As previously noted, I am listening to the lectures from Berkeley's CS 61A. In the fifth lecture, the class is listening to a video of Alan Kay. He ends the talk, "If you want others to go along with you, you have to involve them in the same conspiracy." Oddly, this made me think about spreadmarts. Wayne Eckerson at TDWI create this term. He described a spreadmart as:

renegade spreadsheets and desktop databases that are wreaking havoc on organizations. Since then, many people have adopted the term because it highlights a painful, yet largely ignored, problem that plagues organizations today.

Spreadmarts contain vital pieces of corporate data that are needed to run the business. But since spreadmarts are created by individuals at different times using different data sources and rules for defining metrics, they create a fractured view of the enterprise. Without a single version of corporate data and centrally defined metrics, employees can’t share a common understanding the business.
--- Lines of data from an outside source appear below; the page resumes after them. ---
use bytes::BytesMut;
use std::io;
use tokio_util::codec::{Decoder, Encoder, LinesCodec, LinesCodecError};

use crate::config::MAX_LINE;
use crate::error::Error;

/// One decoded frame.
#[derive(Debug, Clone, PartialEq, Eq)]
pub enum Frame {
    /// A line with its `\n` (or `\r\n`) stripped.
    Line(String),
    /// A line that is not UTF-8 or is longer than [`MAX_LINE`]. It has been skipped up to and
    /// including its newline, so the next frame starts on the following line.
    Unreadable,
}

/// Newline framing shared by clients, the controller and airport nodes.
///
/// Lines are encoded from `String`s and terminated by `\n`.
pub struct LineCodec {
    codec: LinesCodec,
}

impl LineCodec {
    pub fn new() -> Self {
        Self { codec: LinesCodec::new_with_max_length(MAX_LINE) }
    }

    fn frame(result: Result<Option<String>, LinesCodecError>) -> Result<Option<Frame>, Error> {
        match result {
            Ok(line) => Ok(line.map(Frame::Line)),
            Err(LinesCodecError::MaxLineLengthExceeded) => {
                log::debug!("Skipping line longer than {} bytes.", MAX_LINE);
                Ok(Some(Frame::Unreadable))
            }
            Err(LinesCodecError::Io(e)) if e.kind() == io::ErrorKind::InvalidData => {
                log::debug!("Skipping line that is not UTF-8.");
                Ok(Some(Frame::Unreadable))
            }
            Err(e) => Err(Error::from(e)),
        }
    }
}

impl Default for LineCodec {
    fn default() -> Self {
        Self::new()
    }
}

impl Encoder<String> for LineCodec {
    type Error = Error;

    fn encode(&mut self, item: String, dst: &mut BytesMut) -> Result<(), Self::Error> {
        self.codec.encode(item, dst).map_err(Error::from)
    }
}

impl Decoder for LineCodec {
    type Item = Frame;
    type Error = Error;

    fn decode(&mut self, src: &mut BytesMut) -> Result<Option<Self::Item>, Self::Error> {
        Self::frame(self.codec.decode(src))
    }

    fn decode_eof(&mut self, src: &mut BytesMut) -> Result<Option<Self::Item>, Self::Error> {
        Self::frame(self.codec.decode_eof(src))
    }
}
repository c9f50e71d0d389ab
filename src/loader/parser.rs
use serde::de::DeserializeOwned;
use std::fs;
use std::path::Path;

use crate::api::network_dto::NetworkDto;
use crate::error::{Error, Result};

/// Parses a JSON file into a given type `T`.
///
/// Errors are converted into `crate::error::Error` variants:
/// - `Error::IoError` if the file cannot be read.
/// - `Error::DeserializationError` if the JSON is malformed.
pub fn parse_json_file<T: DeserializeOwned>(file_path: &Path) -> Result<T> {
    let data = fs::read_to_string(file_path).map_err(Error::IoError)?;

    let parsed_data: T = serde_json::from_str(&data).map_err(Error::DeserializationError)?;

    Ok(parsed_data)
}

pub fn load_network(file_path: &Path) -> Result<NetworkDto> {
    let network: NetworkDto = parse_json_file(file_path)?;
    log::info!("Loaded network of {} airports from '{}'.", network.airports.len(), file_path.display());
    Ok(network)
}
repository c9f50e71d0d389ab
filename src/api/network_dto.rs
use serde::{Deserialize, Serialize};

/// Layout of a network configuration file, e.g.
///
/// ```json
/// { "port": 1024, "airports": [ { "gates": 2 }, { "gates": 5 } ] }
/// ```
#[derive(Debug, Clone, PartialEq, Eq, Serialize, Deserialize)]
#[serde(rename_all = "camelCase")]
pub struct NetworkDto {
    #[serde(default)]
    pub port: Option<u16>,
    pub airports: Vec<AirportDto>,
}

#[derive(Debug, Clone, PartialEq, Eq, Serialize, Deserialize)]
#[serde(rename_all = "camelCase")]
pub struct AirportDto {
    pub gates: usize,
}
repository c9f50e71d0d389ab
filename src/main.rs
use anyhow::Context;
use clap::{Parser, Subcommand};
use std::path::PathBuf;

use atc_network::config::{ControllerConfig, DEFAULT_PORT, NodeConfig};
use atc_network::loader::parser::load_network;
use atc_network::{logger, run_airport_node, run_controller};

/// Air traffic control network: a controller routing SCHEDULE, PLANE_STATUS and TIME_STATUS
/// requests to one airport node process per airport.
#[derive(Parser)]
#[command(name = "atc", version, args_conflicts_with_subcommands = true)]
struct Cli {
    #[command(subcommand)]
    mode: Option<Mode>,

    /// Number of airports to create.
    #[arg(short = 'n', long = "airports", value_name = "N")]
    airports: Option<usize>,

    /// Port number to use for the controller. Airport k listens on PORT + 1 + k.
    #[arg(short, long, value_name = "P")]
    port: Option<u16>,

    /// JSON network file, used instead of -n and the gate count list.
    #[arg(short, long, value_name = "FILE", conflicts_with = "airports")]
    config: Option<PathBuf>,

    /// Gate count of each airport, as separate values or one comma separated list.
    #[arg(value_name = "GATE_COUNTS")]
    gate_counts: Vec<String>,
}

#[derive(Subcommand)]
enum Mode {
    /// Runs a single airport node. Started by the controller.
    #[command(hide = true)]
    Node {
        #[arg(long)]
        id: usize,
        #[arg(long)]
        gates: usize,
        #[arg(long)]
        port: u16,
    },
}

#[tokio::main]
async fn main() -> anyhow::Result<()> {
    let cli = Cli::parse();

    match cli.mode {
        Some(Mode::Node { id, gates, port }) => {
            logger::init(&format!("airport-{}", id));
            let config = NodeConfig::new(id, gates, port)?;
            run_until_interrupted(run_airport_node(config)).await.with_context(|| format!("airport node {} failed", id))
        }
        None => {
            logger::init("controller");
            let config = match cli.config {
                Some(path) => ControllerConfig::from_dto(load_network(&path)?, cli.port)?,
                None => ControllerConfig::from_args(cli.airports.unwrap_or(0), cli.port.unwrap_or(DEFAULT_PORT), &cli.gate_counts)?,
            };
            run_until_interrupted(run_controller(config)).await.context("controller failed")
        }
    }
}

async fn run_until_interrupted(server: impl Future<Output = atc_network::error::Result<()>>) -> anyhow::Result<()> {
    tokio::select! {
        result = server => Ok(result?),
        _ = tokio::signal::ctrl_c() => {
            log::info!("Interrupted, shutting down.");
            Ok(())
        }
    }
}
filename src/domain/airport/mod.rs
pub mod airport;
pub mod gate;
pub mod slot;
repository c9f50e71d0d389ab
pub mod network_dto;
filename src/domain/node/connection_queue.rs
use std::sync::Arc;
use tokio::sync::{Mutex, mpsc};

/// Bounded FIFO handing accepted connections from the acceptor to the worker pool.
///
/// `enqueue` waits while `capacity` items are pending, `dequeue` waits while none are. Workers
/// share the single receiving end behind an async mutex, so each item goes to exactly one worker.
#[derive(Debug)]
pub struct ConnectionQueue<T> {
    sender: mpsc::Sender<T>,
    receiver: Arc<Mutex<mpsc::Receiver<T>>>,
    capacity: usize,
}

impl<T> Clone for ConnectionQueue<T> {
    fn clone(&self) -> Self {
        Self { sender: self.sender.clone(), receiver: self.receiver.clone(), capacity: self.capacity }
    }
}

impl<T> ConnectionQueue<T> {
    /// # Panics
    /// If `capacity` is zero.
    pub fn new(capacity: usize) -> Self {
        let (tx, rx) = mpsc::channel(capacity);
        Self { sender: tx, receiver: Arc::new(Mutex::new(rx)), capacity }
    }

    /// Items waiting to be dequeued.
    pub fn len(&self) -> usize {
        self.capacity - self.sender.capacity()
    }

    pub fn is_empty(&self) -> bool {
        self.len() == 0
    }

    /// Appends `item`, waiting for a free place while the queue is full.
    ///
    /// # Returns
    /// The item back if the receiving side is gone.
    pub async fn enqueue(&self, item: T) -> Result<(), T> {
        self.sender.send(item).await.map_err(|e| e.0)
    }

    /// Removes the oldest item, waiting while the queue is empty.
    ///
    /// `None` once every sender is dropped and the queue is drained.
    pub async fn dequeue(&self) -> Option<T> {
        self.receiver.lock().await.recv().await
    }
}
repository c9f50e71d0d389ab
pub mod directory;
pub mod router;
pub mod supervisor;
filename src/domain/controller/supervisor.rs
use std::net::SocketAddr;
use std::path::PathBuf;
use std::process::Stdio;
use std::time::Duration;
use tokio::net::TcpStream;
use tokio::process::{Child, Command};
use tokio::time::{Instant, sleep};

use crate::config::ControllerConfig;
use crate::domain::controller::directory::{AirportDirectory, AirportEntry};
use crate::error::{Error, Result};

/// How long a freshly spawned node gets to start accepting connections.
pub const NODE_STARTUP_TIMEOUT: Duration = Duration::from_secs(5);
const READY_POLL_INTERVAL: Duration = Duration::from_millis(50);

/// Spawns one airport node process per configured airport and reaps them when they exit.
pub struct Supervisor {
    executable: PathBuf,
}

impl Supervisor {
    /// Supervisor that launches nodes by re-running the current executable in `node` mode.
    pub fn current_exe() -> Result<Self> {
        Ok(Supervisor { executable: std::env::current_exe()? })
    }

    pub fn with_executable(executable: impl Into<PathBuf>) -> Self {
        Supervisor { executable: executable.into() }
    }

    /// Starts every airport of `config` and waits for each to accept connections.
    ///
    /// A node that cannot be spawned aborts startup. A node that never becomes ready is only
    /// logged; requests for it are answered with a connection error.
    pub async fn launch(&self, config: &ControllerConfig) -> Result<AirportDirectory> {
        let mut entries = Vec::with_capacity(config.num_airports());

        for (id, &gates) in config.gate_counts.iter().enumerate() {
            let address = config.airport_addr(id);
            let child = self.spawn_node(id, gates, address)?;
            let pid = child.id();
            log::info!("[Controller] Airport {} assigned port {} (pid {:?}).", id, address.port(), pid);

            tokio::spawn(reap(id, child));
            entries.push(AirportEntry { id, address, pid });
        }

        for entry in &entries {
            if !wait_until_ready(entry.address, NODE_STARTUP_TIMEOUT).await {
                log::error!("[Controller] Airport {} did not come up on {}.", entry.id, entry.address);
            }
        }

        Ok(AirportDirectory::new(entries))
    }

    fn spawn_node(&self, id: usize, gates: usize, address: SocketAddr) -> Result<Child> {
        Command::new(&self.executable)
            .arg("node")
            .args(["--id", &id.to_string()])
            .args(["--gates", &gates.to_string()])
            .args(["--port", &address.port().to_string()])
            .stdin(Stdio::null())
            .kill_on_drop(true)
            .spawn()
            .map_err(|e| Error::NodeStartupError { airport: id, reason: e.to_string() })
    }
}

/// Awaits the node's exit so it never lingers as a zombie.
async fn reap(id: usize, mut child: Child) {
    match child.wait().await {
        Ok(status) if status.success() => log::info!("[Controller] Airport {} exited.", id),
        Ok(status) => log::warn!("[Controller] Airport {} exited with {}.", id, status),
        Err(e) => log::error!("[Controller] Failed to wait for airport {}: {}", id, e),
    }
}

/// Polls `address` until it accepts a TCP connection or `timeout` passes.
pub async fn wait_until_ready(address: SocketAddr, timeout: Duration) -> bool {
    let deadline = Instant::now() + timeout;
    loop {
        if TcpStream::connect(address).await.is_ok() {
            return true;
        }
        if Instant::now() >= deadline {
            return false;
        }
        sleep(READY_POLL_INTERVAL).await;
    }
}

#[cfg(test)]
mod tests {
    use super::*;
    use tokio::net::TcpListener;

    #[tokio::test]
    async fn test_ready_once_listening() {
        let listener = TcpListener::bind("127.0.0.1:0").await.unwrap();
        let address = listener.local_addr().unwrap();
        assert!(wait_until_ready(address, Duration::from_secs(1)).await);
    }

    #[tokio::test]
    async fn test_not_ready_when_nothing_listens() {
        let listener = TcpListener::bind("127.0.0.1:0").await.unwrap();
        let address = listener.local_addr().unwrap();
        drop(listener);
        assert!(!wait_until_ready(address, Duration::from_millis(200)).await);
    }

    #[tokio::test]
    async fn test_missing_executable_aborts_launch() {
        let supervisor = Supervisor::with_executable("/nonexistent/atc-binary");
        let config = ControllerConfig::new(20000, vec![1]).unwrap();
        assert!(matches!(supervisor.launch(&config).await, Err(Error::NodeStartupError { airport: 0, .. })));
    }
}
pub mod airport;
pub mod communication;
pub mod controller;
pub mod node;
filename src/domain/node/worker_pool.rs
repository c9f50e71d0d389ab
use std::future::Future;
use tokio::task::JoinHandle;

use crate::domain::node::connection_queue::ConnectionQueue;

/// A fixed number of long-lived workers draining a [`ConnectionQueue`].
///
/// Each worker takes one item, runs `handler` on it to completion, then takes the next. The
/// pool never grows, so at most `size` items are in flight and the queue absorbs the rest.
pub struct WorkerPool {
    handles: Vec<JoinHandle<()>>,
}

impl WorkerPool {
    pub fn spawn<T, F, Fut>(size: usize, queue: ConnectionQueue<T>, handler: F) -> Self
    where
        T: Send + 'static,
        F: Fn(T) -> Fut + Clone + Send + Sync + 'static,
        Fut: Future<Output = ()> + Send + 'static,
    {
        let handles = (0..size)
            .map(|worker| {
                let queue = queue.clone();
                let handler = handler.clone();
                tokio::spawn(async move {
                    log::debug!("Worker {} started.", worker);
                    while let Some(item) = queue.dequeue().await {
                        handler(item).await;
                    }
                    log::debug!("Worker {} stopped: queue closed.", worker);
                })
            })
            .collect();

        WorkerPool { handles }
    }

    pub fn size(&self) -> usize {
        self.handles.len()
    }

    pub fn abort(&self) {
        for handle in &self.handles {
            handle.abort();
        }
    }
}

impl Drop for WorkerPool {
    fn drop(&mut self) {
        self.abort();
    }
}
pub mod metrics;

pub use metrics::{JobTypeMetrics, MetricsSnapshot, WorkerMetrics};
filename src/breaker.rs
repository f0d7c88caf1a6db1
//! Circuit breaker shielding callers from a failing dependency
//!
//! One breaker per protected resource, constructed once per worker process
//! and injected wherever that resource is called.

use parking_lot::Mutex;
use std::time::{Duration, Instant};

/// Circuit breaker state
#[derive(Debug, Clone, Copy, PartialEq, Eq)]
pub enum CircuitState {
    /// Normal operation - calls pass through
    Closed,
    /// Circuit tripped - calls fail immediately
    Open,
    /// Testing recovery - a single trial call is let through
    HalfOpen,
}

/// Circuit breaker configuration
#[derive(Debug, Clone)]
pub struct BreakerConfig {
    /// Consecutive failures that trip the circuit
    pub failure_threshold: u32,
    /// Time to wait since the last failure before a trial call
    pub timeout: Duration,
}

impl Default for BreakerConfig {
    fn default() -> Self {
        Self {
            failure_threshold: 5,
            timeout: Duration::from_secs(60),
        }
    }
}

#[derive(Debug)]
struct BreakerInner {
    state: CircuitState,
    failure_count: u32,
    last_failure_time: Option<Instant>,
}

/// Thread-safe circuit breaker keyed by resource name
#[derive(Debug)]
pub struct CircuitBreaker {
    name: String,
    config: BreakerConfig,
    inner: Mutex<BreakerInner>,
}

impl CircuitBreaker {
    /// Create a new circuit breaker for the named resource
    pub fn new(name: impl Into<String>, config: BreakerConfig) -> Self {
        Self {
            name: name.into(),
            config,
            inner: Mutex::new(BreakerInner {
                state: CircuitState::Closed,
                failure_count: 0,
                last_failure_time: None,
            }),
        }
    }

    /// Get the resource name this breaker protects
    pub fn name(&self) -> &str {
        &self.name
    }

    /// Get the current state without promoting it
    pub fn state(&self) -> CircuitState {
        self.inner.lock().state
    }

    /// Get the current consecutive failure count
    pub fn failure_count(&self) -> u32 {
        self.inner.lock().failure_count
    }

    /// Execute the wrapped operation with circuit breaker protection
    ///
    /// While open, the operation is not invoked at all.
    pub async fn call<F, T, E>(&self, f: F) -> Result<T, CircuitError<E>>
    where
        F: std::future::Future<Output = Result<T, E>>,
    {
        if !self.try_acquire() {
            return Err(CircuitError::Open);
        }

        match f.await {
            Ok(result) => {
                self.on_success();
                Ok(result)
            }
            Err(e) => {
                self.on_failure();
                Err(CircuitError::Failed(e))
            }
        }
    }

    /// Decide whether a call may proceed, promoting Open to HalfOpen after
    /// the timeout has elapsed since the last failure.
    fn try_acquire(&self) -> bool {
        let mut inner = self.inner.lock();
        match inner.state {
            CircuitState::Closed | CircuitState::HalfOpen => true,
            CircuitState::Open => {
                let elapsed = inner
                    .last_failure_time
                    .map(|at| at.elapsed())
                    .unwrap_or(Duration::MAX);
                if elapsed >= self.config.timeout {
                    inner.state = CircuitState::HalfOpen;
                    tracing::info!(circuit = %self.name, "circuit entering half-open state");
                    true
                } else {
                    false
                }
            }
        }
    }

    fn on_success(&self) {
        let mut inner = self.inner.lock();
        if inner.state == CircuitState::HalfOpen {
            tracing::info!(circuit = %self.name, "circuit recovered, closing");
        }
        inner.state = CircuitState::Closed;
        inner.failure_count = 0;
    }

    fn on_failure(&self) {
        let mut inner = self.inner.lock();
        inner.failure_count += 1;
        inner.last_failure_time = Some(Instant::now());

        match inner.state {
            CircuitState::Closed => {
                if inner.failure_count >= self.config.failure_threshold {
                    inner.state = CircuitState::Open;
                    tracing::warn!(
                        circuit = %self.name,
                        failures = inner.failure_count,
                        "circuit opened"
                    );
                }
            }
            CircuitState::HalfOpen => {
                inner.state = CircuitState::Open;
                tracing::warn!(circuit = %self.name, "trial call failed, circuit re-opened");
            }
            CircuitState::Open => {}
        }
    }
}

/// Circuit breaker error
#[derive(Debug, thiserror::Error)]
pub enum CircuitError<E> {
    #[error("circuit is open - call rejected")]
    Open,
    #[error("call failed: {0}")]
    Failed(#[source] E),
}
With spreadmarts, each worker marches to the “beat of their own drummer” instead of marching together toward a common goal. In short, spreadmarts undermine corporate productivity and sabotage business alignment.


I think Mr. Eckerson needs to consider Alan Kay's words. Mr. Eckerson has just cast the creators of spreadmarts as corporate saboteurs that are destroying the One True Way™ that he and and upper management wish to bestow upon their ungrateful underlings. This is a very top down approach, that probably isn't going to work well. He does present a 'co-opt' solution where you agree to using CVS output so the spreadsheet jockeys can still use their beloved Excel. Bu with title like Reeling in Spreadmarts, In Search of a Single Version of Truth: Strategies for Consolidating Analytic Silos and Taming Spreadsheet Jockeys, I hear contempt for the existing business processes and the folks on the front line that do the business' work.

Consider how differently Kirk Wylie treats the traders in financial firms in RESTful Approaches to Financial Services. They are exactly the 'spreadsheet jockeys' derided by Eckerson. Wylie describes centralized systems as über-systems, clearly a derogatory term. Mr. Wylie also recognizes the proper desire for traders to keep control of their data processing. He notes that developers are only acquiring the needed business understanding to become productive after three to four months - he is looking for bottom up solutions that support the 'front line', not centralized solutions to give upper management a dashboard of global KPIs, key performance indicators. He accepts that "Any system that doesn't consider the traders pathological dependency on Excel is doomed to failure." In the rest of the talk, he describes how RESTful solutions allow him to roll out shared data across a variety of format, including Excel, to end users on demand.

Like Alan Kay, Kirk Wylie is involved in the same conspiracy as his users. I'm betting he has more success than Mr. Eckerson is rolling out working systems.